Однако, родив Алексея, принцесса Анна захворала и в марте 1746 года «великою горячкою и волею божьей помре». Елизавета ликовала: слава богу, брауншвейгская семья пошла на убыль. Анатомированное тело Анны Леопольдовны прибыло в Питер, прямо в Александро-Невский монастырь, где почившая принцесса и погребена с почестями.
В это время хворый от природы и недавно перенесший смертельные болезни — осложненную корь и оспу — великий князь Петр Федорович опять лежал больным. Елизавета, Екатерина, двор, иностранные послы предвидели, что в случае смерти Петра Федоровича неминуемо будет объявлен наследником престола все тот же принц-младенец, бывший император Иван III.

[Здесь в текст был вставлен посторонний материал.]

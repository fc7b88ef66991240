//! Test fixtures.

use async_compression::tokio::write::XzEncoder;
use sha2::{Digest, Sha256};
use tokio::io::AsyncWriteExt;

/// Lowercase hex SHA-256, matching the stored token hash format.
#[allow(dead_code)]
pub fn sha256_hex(data: &[u8]) -> String {
    let mut hasher = Sha256::new();
    hasher.update(data);
    hasher
        .finalize()
        .iter()
        .map(|b| format!("{b:02x}"))
        .collect()
}

/// XZ-compress a corpus file body in memory.
#[allow(dead_code)]
pub async fn xz_compress(data: &[u8]) -> Vec<u8> {
    let mut encoder = XzEncoder::new(Vec::new());
    encoder.write_all(data).await.expect("xz write");
    encoder.shutdown().await.expect("xz finish");
    encoder.into_inner()
}

/// A LOC record payload as a scanner would submit it.
#[allow(dead_code)]
pub fn loc_record_json(fqdn: &str, latitude: f64, longitude: f64) -> serde_json::Value {
    serde_json::json!({
        "fqdn": fqdn,
        "raw_record": "52 22 23.000 N 4 53 32.000 E -2.00m 1m 10000m 10m",
        "latitude": latitude,
        "longitude": longitude,
        "altitude_m": -2.0,
        "size_m": 1.0,
        "horiz_prec_m": 10000.0,
        "vert_prec_m": 10.0
    })
}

У великой княгини Екатерины Алексеевны при этих мрачных мыслях переворачивалось сердце, она четко понимала, что заточение Ивана есть причина ее личного благополучия. Она ко всему прислушивалась, присматривалась, мысленно одобряла все жестокие, прямо бесчеловечные действия Елизаветы по отношению к брауншвейгской фамилии и «несчастнорожденному» Ивану; она знакомилась с подробностями дворцовой революции, возведшей Елизавету на престол, и находила, что подобные перевороты не только возможны, но и легко осуществимы.
Время шло. Елизавета благополучно царствовала, полузабыв о заключенном подраставшем Иване. Петр Федорович развлекался игрой в оловянные солдатики, иногда пилил на скрипке, дрессировал свору собак и помаленьку пьянствовал, не забывая в то же время забавляться и любовными утехами, в коих чистосердечно каялся молодой своей жене.
Молодая жена Екатерина Алексеевна, подражая нареченной тетке, собственному мужу и высшему свету, точно так же предавалась влечению сердца, но в любовных утехах супругу своему не признавалась.